Aim of the task: Wherever the word "model" occurs in the lines below, copy the whole line.

Dataset entries
----------

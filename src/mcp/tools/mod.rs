//! MCP tool implementations
//!
//! One struct per area, each generic over the job backend. The server's
//! router delegates to these.

mod batch;
mod coverage;

#[cfg(test)]
mod batch_test;
#[cfg(test)]
mod coverage_test;

pub use batch::{BatchTools, CheckBatchStatusParams, GenerateBatchParams, ResumeBatchParams};
pub use coverage::{AnalyzeCoverageParams, CoverageTools};

use rmcp::ErrorData as McpError;
use rmcp::model::{CallToolResult, Content};

fn text_result(text: impl Into<String>) -> Result<CallToolResult, McpError> {
    Ok(CallToolResult::success(vec![Content::text(text.into())]))
}
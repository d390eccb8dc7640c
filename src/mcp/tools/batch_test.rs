//! Tests for batch MCP tools

use std::sync::Arc;
use std::time::Duration;

use rmcp::handler::server::wrapper::Parameters;
use rmcp::model::{CallToolResult, ErrorCode, RawContent};
use serde_json::json;
use tempfile::TempDir;

use crate::backend::fake::{Method, ScriptedBackend, http, ok, questions_json};
use crate::backend::BackendRoutes;
use crate::batch::{BatchOrchestrator, OutputSink, PollPolicy, load_items};
use crate::mcp::tools::batch::*;

const STATUS: &str = "/api/questions/batch/job-7/status";
const RESULTS: &str = "/api/questions/batch/job-7/results";

fn build(backend: ScriptedBackend, dir: &TempDir) -> (Arc<ScriptedBackend>, BatchTools<ScriptedBackend>) {
    let backend = Arc::new(backend);
    let orchestrator = BatchOrchestrator::new(backend.clone(), BackendRoutes::default());
    let tools = BatchTools::new(
        Arc::new(orchestrator),
        Arc::new(OutputSink::new(dir.path())),
        PollPolicy::new(Duration::from_secs(5), Duration::from_secs(60)),
    );
    (backend, tools)
}

fn text(result: &CallToolResult) -> &str {
    match &result.content[0].raw {
        RawContent::Text(text) => text.text.as_str(),
        _ => panic!("Expected text content"),
    }
}

fn saved_path(output: &str) -> std::path::PathBuf {
    let line = output
        .lines()
        .find_map(|l| l.strip_prefix("Saved to: "))
        .expect("output names the saved file");
    std::path::PathBuf::from(line)
}

fn generate_params(count: usize) -> GenerateBatchParams {
    GenerateBatchParams {
        certification: "aws-saa-c03".to_string(),
        domains: Some(vec!["Design Secure Architectures".to_string()]),
        count,
        complexity: Some("medium".to_string()),
        experience: None,
        tags: None,
        format: None,
        wait: None,
        max_wait_seconds: None,
    }
}

fn queued_backend() -> ScriptedBackend {
    ScriptedBackend::new(|call, n| match (call.method, call.path.as_str()) {
        (Method::Post, _) => ok(json!({"success": true, "batchId": "job-7"})),
        (Method::Get, STATUS) if n == 0 => ok(json!({"status": "in_progress"})),
        (Method::Get, STATUS) => ok(json!({"status": "ended"})),
        (Method::Get, RESULTS) => ok(json!({"questions": questions_json(6, "Design Secure Architectures")})),
        _ => http(404, json!(null)),
    })
}

#[tokio::test(start_paused = true)]
async fn test_generate_waits_and_saves() {
    let dir = TempDir::new().unwrap();
    let (backend, tools) = build(queued_backend(), &dir);

    let result = tools
        .generate_questions_batch(Parameters(generate_params(6)))
        .await
        .expect("generation should succeed");
    let output = text(&result);

    assert!(output.starts_with("Generated 6 aws-saa-c03 questions (job job-7)"));
    assert!(output.contains("Design Secure Architectures: 6"));
    let path = saved_path(output);
    assert!(path.starts_with(dir.path()));
    assert_eq!(load_items(&path).unwrap().len(), 6);
    assert_eq!(backend.count(Method::Get, STATUS), 2);
}

#[tokio::test]
async fn test_generate_without_waiting_returns_job_id() {
    let dir = TempDir::new().unwrap();
    let (backend, tools) = build(queued_backend(), &dir);

    let mut params = generate_params(6);
    params.wait = Some(false);
    let result = tools
        .generate_questions_batch(Parameters(params))
        .await
        .unwrap();

    assert!(text(&result).contains("Batch job job-7 submitted"));
    assert_eq!(backend.calls().len(), 1);
    assert_eq!(std::fs::read_dir(dir.path()).map(|d| d.count()).unwrap_or(0), 0);
}

#[tokio::test]
async fn test_generate_synchronous_reply_saves_sql() {
    let dir = TempDir::new().unwrap();
    let (_, tools) = build(
        ScriptedBackend::new(|_, _| ok(json!({"questions": questions_json(2, "Security")}))),
        &dir,
    );

    let mut params = generate_params(2);
    params.format = Some("sql".to_string());
    let result = tools
        .generate_questions_batch(Parameters(params))
        .await
        .unwrap();

    let path = saved_path(text(&result));
    assert_eq!(path.extension().unwrap(), "sql");
    assert!(
        path.file_name()
            .unwrap()
            .to_string_lossy()
            .starts_with("aws-saa-c03_design-secure-architectures_2q_")
    );
}

#[tokio::test]
async fn test_invalid_input_maps_to_invalid_params() {
    let dir = TempDir::new().unwrap();
    let (backend, tools) = build(queued_backend(), &dir);

    let err = tools
        .generate_questions_batch(Parameters(generate_params(0)))
        .await
        .unwrap_err();
    assert_eq!(err.code, ErrorCode::INVALID_PARAMS);

    let mut params = generate_params(1);
    params.format = Some("csv".to_string());
    let err = tools
        .generate_questions_batch(Parameters(params))
        .await
        .unwrap_err();
    assert_eq!(err.code, ErrorCode::INVALID_PARAMS);
    assert!(backend.calls().is_empty());
}

#[tokio::test(start_paused = true)]
async fn test_expired_job_is_internal_error_with_job_id() {
    let dir = TempDir::new().unwrap();
    let (_, tools) = build(
        ScriptedBackend::new(|_, _| ok(json!({"status": "expired"}))),
        &dir,
    );

    let err = tools
        .resume_batch(Parameters(ResumeBatchParams {
            job_id: "job-7".to_string(),
            format: None,
            max_wait_seconds: None,
        }))
        .await
        .unwrap_err();

    assert_eq!(err.code, ErrorCode::INTERNAL_ERROR);
    assert_eq!(err.message, "batch_expired");
    let data = err.data.unwrap();
    assert_eq!(data["job_id"], "job-7");
    assert_eq!(data["resumable"], false);
}

#[tokio::test(start_paused = true)]
async fn test_timeout_is_resumable() {
    let dir = TempDir::new().unwrap();
    let (_, tools) = build(
        ScriptedBackend::new(|_, _| ok(json!({"status": "in_progress"}))),
        &dir,
    );

    let err = tools
        .resume_batch(Parameters(ResumeBatchParams {
            job_id: "job-7".to_string(),
            format: None,
            max_wait_seconds: Some(12),
        }))
        .await
        .unwrap_err();

    assert_eq!(err.message, "batch_timeout");
    assert_eq!(err.data.unwrap()["resumable"], true);
}

#[tokio::test]
async fn test_check_status_reports_each_signal() {
    let dir = TempDir::new().unwrap();
    let cases = [
        (ok(json!({"status": "in_progress"})), "is in_progress"),
        (ok(json!({"status": "ended"})), "has completed"),
        (ok(json!({"status": "failed", "error": "quota"})), "ended with status 'failed': quota"),
        (http(500, json!(null)), "currently unavailable"),
    ];

    for (reply, expected) in cases {
        let (_, tools) = build(ScriptedBackend::new(move |_, _| reply.clone()), &dir);
        let result = tools
            .check_batch_status(Parameters(CheckBatchStatusParams {
                job_id: "job-7".to_string(),
            }))
            .await
            .unwrap();
        assert!(text(&result).contains(expected), "{}", text(&result));
    }
}

#[tokio::test]
async fn test_check_status_rejects_bad_job_id() {
    let dir = TempDir::new().unwrap();
    let (backend, tools) = build(queued_backend(), &dir);

    let err = tools
        .check_batch_status(Parameters(CheckBatchStatusParams {
            job_id: "../etc".to_string(),
        }))
        .await
        .unwrap_err();
    assert_eq!(err.code, ErrorCode::INVALID_PARAMS);
    assert!(backend.calls().is_empty());
}
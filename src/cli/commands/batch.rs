use std::path::Path;

use tabled::{Table, Tabled};

use crate::backend::JobBackend;
use crate::batch::{
    BackendSignal, BatchMetadata, BatchOrchestrator, Clock, GeneratedItem, GenerationRequest,
    JobHandle, OutputFormat, OutputSink, PollPolicy, SubmitOutcome, Terminal, load_items,
};
use crate::cli::error::{CliError, CliResult};
use crate::cli::utils::{answer_letters, apply_table_style, truncate_with_ellipsis};
use crate::coverage::counts_by_category;

#[derive(Tabled)]
pub(crate) struct DomainCountDisplay {
    #[tabled(rename = "Domain")]
    pub(crate) domain: String,
    #[tabled(rename = "Questions")]
    pub(crate) count: i64,
}

#[derive(Tabled)]
pub(crate) struct ItemDisplay {
    #[tabled(rename = "#")]
    pub(crate) index: usize,
    #[tabled(rename = "Domain")]
    pub(crate) domain: String,
    #[tabled(rename = "Difficulty")]
    pub(crate) difficulty: String,
    #[tabled(rename = "Question")]
    pub(crate) question: String,
    #[tabled(rename = "Answer")]
    pub(crate) answer: String,
}

impl ItemDisplay {
    fn new(index: usize, item: &GeneratedItem) -> Self {
        Self {
            index,
            domain: truncate_with_ellipsis(&item.category, 30),
            difficulty: if item.complexity.is_empty() {
                "-".to_string()
            } else {
                item.complexity.clone()
            },
            question: truncate_with_ellipsis(&item.body, 60),
            answer: answer_letters(&item.correct),
        }
    }
}

/// Parse `json` or `sql`.
pub fn parse_output_format(raw: &str) -> CliResult<OutputFormat> {
    raw.parse()
        .map_err(|message| CliError::InvalidInput { message })
}

/// Submit a generation request, optionally wait for it, and save the result.
pub async fn generate<B: JobBackend, C: Clock>(
    orchestrator: &BatchOrchestrator<B>,
    sink: &OutputSink<C>,
    policy: PollPolicy,
    request: &GenerationRequest,
    format: OutputFormat,
    wait: bool,
) -> CliResult<String> {
    let (items, metadata) = match orchestrator.submit(request).await? {
        SubmitOutcome::Completed(items) => (items, BatchMetadata::from_request(request)),
        SubmitOutcome::Queued(handle) if !wait => {
            return Ok(format!(
                "✓ Batch job {} submitted ({} {} questions)\nRun `qbank resume {}` to collect the results.",
                handle.id(),
                request.count,
                request.certification,
                handle.id()
            ));
        }
        SubmitOutcome::Queued(handle) => {
            let items = orchestrator.await_completion(&handle, policy).await?;
            (items, BatchMetadata::from_handle(&handle))
        }
    };

    let path = sink.persist(&items, &metadata, format)?;
    Ok(format_saved(&items, &path))
}

/// Report a job's status from a single poll.
pub async fn status<B: JobBackend>(
    orchestrator: &BatchOrchestrator<B>,
    job_id: &str,
) -> CliResult<String> {
    let handle = JobHandle::resume(job_id)?;
    let id = handle.id();

    let line = match orchestrator.query_status(&handle).await {
        BackendSignal::Terminal(Terminal::Succeeded) => {
            format!("Job {id}: completed (run `qbank resume {id}` to save the questions)")
        }
        BackendSignal::Terminal(Terminal::Failed { status, detail, .. }) => match detail {
            Some(detail) => format!("Job {id}: {status} ({detail})"),
            None => format!("Job {id}: {status}"),
        },
        BackendSignal::NonTerminal(status) => format!("Job {id}: {status}"),
        BackendSignal::Unreachable(reason) => {
            format!("Job {id}: status unavailable ({reason})")
        }
    };
    Ok(line)
}

/// Wait on an existing job and save its questions.
pub async fn resume<B: JobBackend, C: Clock>(
    orchestrator: &BatchOrchestrator<B>,
    sink: &OutputSink<C>,
    policy: PollPolicy,
    job_id: &str,
    format: OutputFormat,
) -> CliResult<String> {
    let handle = JobHandle::resume(job_id)?;
    let items = orchestrator.await_completion(&handle, policy).await?;
    let path = sink.persist(&items, &BatchMetadata::from_handle(&handle), format)?;
    Ok(format_saved(&items, &path))
}

/// Show the questions stored in a saved batch file.
pub fn inspect(path: &Path, format: &str) -> CliResult<String> {
    let items = load_items(path)?;

    match format {
        "json" => Ok(serde_json::to_string_pretty(&items)?),
        _ => Ok(format_items(&items)),
    }
}

pub(crate) fn format_saved(items: &[GeneratedItem], path: &Path) -> String {
    let header = format!("✓ Saved {} questions to {}", items.len(), path.display());
    let rows: Vec<DomainCountDisplay> = counts_by_category(items)
        .into_iter()
        .map(|(domain, count)| DomainCountDisplay { domain, count })
        .collect();
    if rows.is_empty() {
        return header;
    }

    let mut table = Table::new(rows);
    apply_table_style(&mut table);
    format!("{header}\n{table}")
}

pub(crate) fn format_items(items: &[GeneratedItem]) -> String {
    if items.is_empty() {
        return "No questions found.".to_string();
    }

    let rows: Vec<ItemDisplay> = items
        .iter()
        .enumerate()
        .map(|(i, item)| ItemDisplay::new(i + 1, item))
        .collect();
    let mut table = Table::new(rows);
    apply_table_style(&mut table);
    table.to_string()
}
//! Shared utilities for CLI commands

use tabled::{Table, settings::Style};

/// Truncate a string with ellipsis if it exceeds max length
pub fn truncate_with_ellipsis(s: &str, max: usize) -> String {
    let char_count = s.chars().count();
    if char_count <= max {
        s.to_string()
    } else {
        let truncated: String = s.chars().take(max.saturating_sub(3)).collect();
        format!("{}...", truncated)
    }
}

/// Parse a comma-separated flag into a list, dropping empty entries
pub fn parse_list(raw: Option<&str>) -> Vec<String> {
    raw.map(|r| {
        r.split(',')
            .map(str::trim)
            .filter(|s| !s.is_empty())
            .map(str::to_string)
            .collect()
    })
    .unwrap_or_default()
}

/// Answer indexes as option letters: `[0, 2]` becomes `A, C`
pub fn answer_letters(indexes: &[usize]) -> String {
    if indexes.is_empty() {
        return "-".to_string();
    }
    indexes
        .iter()
        .map(|&i| match u8::try_from(i).ok().filter(|i| *i < 26) {
            Some(i) => char::from(b'A' + i).to_string(),
            None => i.to_string(),
        })
        .collect::<Vec<_>>()
        .join(", ")
}

/// Apply consistent table styling
pub fn apply_table_style(table: &mut Table) {
    table.with(Style::rounded());
}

----------

Final answer:
use rmcp::model::{CallToolResult, Content};
use rmcp::model::{CallToolResult, ErrorCode, RawContent};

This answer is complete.